What is expected - From the data that follows, print exactly the lines starting at the one containing "a token never" and ending at the one containing "JWT claim set."; include both of them and nothing more.

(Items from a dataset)
/---

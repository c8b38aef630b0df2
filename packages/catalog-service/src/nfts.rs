use serde::Serialize;
use serde_json::Value;

use catalog_query::{Network, NftFilters};
use catalog_storage::executor::{self, NFT_TOTAL_COLUMN};

use crate::{CatalogService, Result};

#[derive(Clone, Debug, Default, Serialize)]
pub struct NftsResponse {
	pub data: Vec<Value>,
	pub total: i64,
}

impl CatalogService {
	pub async fn nfts(&self, filters: NftFilters) -> Result<NftsResponse> {
		let statement = self.compiler.compile_nfts(&filters)?;
		let page = executor::fetch_page(&self.db, &statement, NFT_TOTAL_COLUMN).await?;

		Ok(NftsResponse { data: page.rows, total: page.total })
	}

	pub async fn nft_by_token_id(
		&self,
		contract_address: &str,
		token_id: &str,
		network: Network,
	) -> Result<Option<Value>> {
		let statement = self.compiler.compile_nft_by_token_id(contract_address, token_id, network)?;
		let rows = executor::fetch_json_rows(&self.db, &statement).await?;

		Ok(rows.into_iter().next())
	}
}
//! Session engine.
//!
//! Mints, validates, refreshes, and revokes signed session tokens.
//!
//! # Token format
//!
//! HMAC-SHA256 JWT with claims `sub`, `iat`, `exp`, and
//! `jti = "{iat}-{sub}"`, plus caller-supplied extra claims that may
//! not shadow the standard set. The token itself never persists: the
//! store holds an [`AuthSession`] keyed by the token's SHA-256, which
//! carries the revocation flag and the authoritative expiry.
//!
//! # Expiry and the clock
//!
//! Signature verification is done by `jsonwebtoken` with its own
//! time-based checks disabled; expiry is enforced against the stored
//! record and the injected [`Clock`] so the whole lifecycle is
//! testable under clock travel.
//!
//! # Failure semantics
//!
//! Validate and Refresh never tell the caller whether a token never
//! existed, was revoked, or expired; all of it is
//! [`CoreError::Unauthorized`]. The audit log records the reason.

use crate::audit::AuditLog;
use crate::config::SessionConfig;
use crate::constants::{audit_categories, node_types};
use crate::error::{CoreError, Result};
use crate::providers::{Clock, GraphStore};
use crate::state::AuthSession;
use crate::utils::sha256_hex;
use chrono::{DateTime, Utc};
use jsonwebtoken::{Algorithm, DecodingKey, EncodingKey, Header, Validation};
use serde::{Deserialize, Serialize};
use std::sync::Arc;

/// Claim names reserved for the envelope itself.
const STANDARD_CLAIMS: [&str; 4] = ["sub", "iat", "exp", "jti"];

/// JWT claim set.
#[derive(Debug, Serialize, Deserialize)]
struct Claims {
    sub: String,
    iat: i64,
    exp: i64,
    jti: String,
    #[serde(flatten)]
    extra: serde_json::Map<String, serde_json::Value>,
}

/// A freshly issued session.
#[derive(Debug, Clone, PartialEq, Eq)]
pub struct IssuedSession {
    /// The signed bearer token. Returned once, never stored.
    pub token: String,

    /// Uid of the session record.
    pub session_id: String,

    /// Issuance instant.
    pub issued_at: DateTime<Utc>,

    /// Expiry instant.
    pub expires_at: DateTime<Utc>,
}

/// A successful validation.
#[derive(Debug, Clone, PartialEq, Eq)]
pub struct SessionValidation {
    /// The session's user.
    pub user_id: String,

    /// The stored expiry instant.
    pub expires_at: DateTime<Utc>,
}

/// Outcome of a revocation.
#[derive(Debug, Clone, PartialEq, Eq)]
pub struct RevocationOutcome {
    /// Whether a session record was found for the token.
    pub revoked: bool,

    /// When the revocation was processed.
    pub timestamp: DateTime<Utc>,
}

/// Client metadata captured at issuance.
#[derive(Debug, Clone, Default, PartialEq, Eq)]
pub struct SessionMetadata {
    /// Client IP address.
    pub ip_address: Option<String>,

    /// Client user agent.
    pub user_agent: Option<String>,

    /// Device identifier.
    pub device_id: Option<String>,
}

/// Session engine.
pub struct SessionEngine<S, C>
where
    S: GraphStore + Clone,
    C: Clock + Clone,
{
    store: S,
    clock: C,
    config: SessionConfig,
    audit: Arc<AuditLog<S, C>>,
    encoding_key: EncodingKey,
    decoding_key: DecodingKey,
    validation: Validation,
}

impl<S, C> SessionEngine<S, C>
where
    S: GraphStore + Clone,
    C: Clock + Clone,
{
    /// Create a new session engine.
    #[must_use]
    pub fn new(store: S, clock: C, config: SessionConfig, audit: Arc<AuditLog<S, C>>) -> Self {
        let encoding_key = EncodingKey::from_secret(config.secret.as_bytes());
        let decoding_key = DecodingKey::from_secret(config.secret.as_bytes());

        let mut validation = Validation::new(Algorithm::HS256);
        // Expiry is enforced against the stored record and the
        // injected clock, not the library's wall clock.
        validation.validate_exp = false;
        validation.set_required_spec_claims(&["sub", "iat", "exp"]);

        Self {
            store,
            clock,
            config,
            audit,
            encoding_key,
            decoding_key,
            validation,
        }
    }

    /// Mint a token and persist its session record.
    ///
    /// Extra claims whose keys shadow the standard set are dropped
    /// with a warning.
    ///
    /// # Errors
    ///
    /// Returns a store or serialization error; issuance has no
    /// authorization failures of its own.
    pub async fn issue(
        &self,
        user_id: &str,
        method: &str,
        extra_claims: serde_json::Map<String, serde_json::Value>,
        metadata: SessionMetadata,
    ) -> Result<IssuedSession> {
        let issued_at = self.clock.now();
        let expires_at = issued_at + self.config.ttl();
        let iat = issued_at.timestamp();

        let mut extra = serde_json::Map::new();
        for (key, value) in extra_claims {
            if STANDARD_CLAIMS.contains(&key.as_str()) {
                tracing::warn!(claim = %key, "extra claim shadows a standard claim, dropping");
            } else {
                extra.insert(key, value);
            }
        }

        let claims = Claims {
            sub: user_id.to_string(),
            iat,
            exp: expires_at.timestamp(),
            jti: format!("{iat}-{user_id}"),
            extra,
        };

        let token = jsonwebtoken::encode(&Header::new(Algorithm::HS256), &claims, &self.encoding_key)
            .map_err(|e| CoreError::Serialization(format!("token encoding failed: {e}")))?;

        let session_id = self
            .store
            .create_session(AuthSession {
                uid: String::new(),
                user_id: user_id.to_string(),
                method: method.to_string(),
                token_hash: sha256_hex(&token),
                created_at: issued_at,
                expires_at,
                valid: true,
                last_used: None,
                ip_address: metadata.ip_address,
                user_agent: metadata.user_agent,
                device_id: metadata.device_id,
            })
            .await?;

        tracing::info!(user_id, method, session_id = %session_id, "session issued");

        self.audit
            .emit(
                audit_categories::AUTHENTICATION,
                "session.issued",
                node_types::AUTH_SESSION,
                &session_id,
                user_id,
                serde_json::json!({ "method": method }),
            )
            .await;

        Ok(IssuedSession {
            token,
            session_id,
            issued_at,
            expires_at,
        })
    }

    /// Validate a token against its stored record.
    ///
    /// On success the record's `last_used` is updated best-effort.
    ///
    /// # Errors
    ///
    /// Returns [`CoreError::Unauthorized`] for any invalid token.
    pub async fn validate(&self, token: &str) -> Result<SessionValidation> {
        let (_, session) = self.validate_inner(token).await?;

        let now = self.clock.now();
        if let Err(e) = self.store.touch_session(&session.token_hash, now).await {
            tracing::debug!(error = %e, "session last_used update failed");
        }

        Ok(SessionValidation {
            user_id: session.user_id,
            expires_at: session.expires_at,
        })
    }

    /// Exchange a token for a fresh one.
    ///
    /// Permitted only within the refresh window before expiry. The new
    /// token carries over the old token's non-standard claims; the old
    /// token is revoked with reason `refreshed`.
    ///
    /// # Errors
    ///
    /// Returns [`CoreError::Unauthorized`] if the token is invalid or
    /// outside its refresh window.
    pub async fn refresh(&self, token: &str) -> Result<IssuedSession> {
        let (claims, session) = self.validate_inner(token).await?;

        let now = self.clock.now();
        let remaining = session.expires_at - now;
        if remaining > self.config.refresh_window() {
            self.audit_validation_failure(&session.uid, "refresh outside window")
                .await;
            return Err(CoreError::Unauthorized);
        }

        let metadata = SessionMetadata {
            ip_address: session.ip_address.clone(),
            user_agent: session.user_agent.clone(),
            device_id: session.device_id.clone(),
        };
        let issued = self
            .issue(&session.user_id, &session.method, claims.extra, metadata)
            .await?;

        self.revoke(token, "refreshed").await?;

        tracing::info!(
            user_id = %session.user_id,
            old_session = %session.uid,
            new_session = %issued.session_id,
            "session refreshed"
        );

        self.audit
            .emit(
                audit_categories::AUTHENTICATION,
                "session.refreshed",
                node_types::AUTH_SESSION,
                &issued.session_id,
                &session.user_id,
                serde_json::json!({ "replaced": session.uid }),
            )
            .await;

        Ok(issued)
    }

    /// Revoke a token. Idempotent.
    ///
    /// # Errors
    ///
    /// Returns a store error if the mutation fails.
    pub async fn revoke(&self, token: &str, reason: &str) -> Result<RevocationOutcome> {
        let timestamp = self.clock.now();
        let token_hash = sha256_hex(token);
        let revoked = self.store.revoke_session(&token_hash, timestamp).await?;

        if revoked {
            tracing::info!(reason, "session revoked");
            self.audit
                .emit(
                    audit_categories::AUTHENTICATION,
                    "session.revoked",
                    node_types::AUTH_SESSION,
                    &token_hash,
                    "system",
                    serde_json::json!({ "reason": reason }),
                )
                .await;
        }

        Ok(RevocationOutcome { revoked, timestamp })
    }

    /// Signature-check a token and load its effective-valid record.
    async fn validate_inner(&self, token: &str) -> Result<(Claims, AuthSession)> {
        let decoded =
            jsonwebtoken::decode::<Claims>(token, &self.decoding_key, &self.validation);
        let claims = match decoded {
            Ok(data) => data.claims,
            Err(e) => {
                tracing::warn!(error = %e, "token failed signature or structure check");
                self.audit_validation_failure("", "signature or structure invalid")
                    .await;
                return Err(CoreError::Unauthorized);
            }
        };

        let token_hash = sha256_hex(token);
        let Some(session) = self.store.find_session(&token_hash).await? else {
            self.audit_validation_failure("", "no session record").await;
            return Err(CoreError::Unauthorized);
        };

        if !session.valid {
            self.audit_validation_failure(&session.uid, "revoked").await;
            return Err(CoreError::Unauthorized);
        }

        if self.clock.now() >= session.expires_at {
            self.audit_validation_failure(&session.uid, "expired").await;
            return Err(CoreError::Unauthorized);
        }

        Ok((claims, session))
    }

    async fn audit_validation_failure(&self, object_id: &str, reason: &str) {
        self.audit
            .emit(
                audit_categories::AUTHENTICATION,
                "session.validate_failed",
                node_types::AUTH_SESSION,
                object_id,
                "system",
                serde_json::json!({ "reason": reason }),
            )
            .await;
    }
}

\---

Task solution -
//! Validate and Refresh never tell the caller whether a token never
//! existed, was revoked, or expired; all of it is
//! [`CoreError::Unauthorized`]. The audit log records the reason.

use crate::audit::AuditLog;
use crate::config::SessionConfig;
use crate::constants::{audit_categories, node_types};
use crate::error::{CoreError, Result};
use crate::providers::{Clock, GraphStore};
use crate::state::AuthSession;
use crate::utils::sha256_hex;
use chrono::{DateTime, Utc};
use jsonwebtoken::{Algorithm, DecodingKey, EncodingKey, Header, Validation};
use serde::{Deserialize, Serialize};
use std::sync::Arc;

/// Claim names reserved for the envelope itself.
const STANDARD_CLAIMS: [&str; 4] = ["sub", "iat", "exp", "jti"];

/// JWT claim set.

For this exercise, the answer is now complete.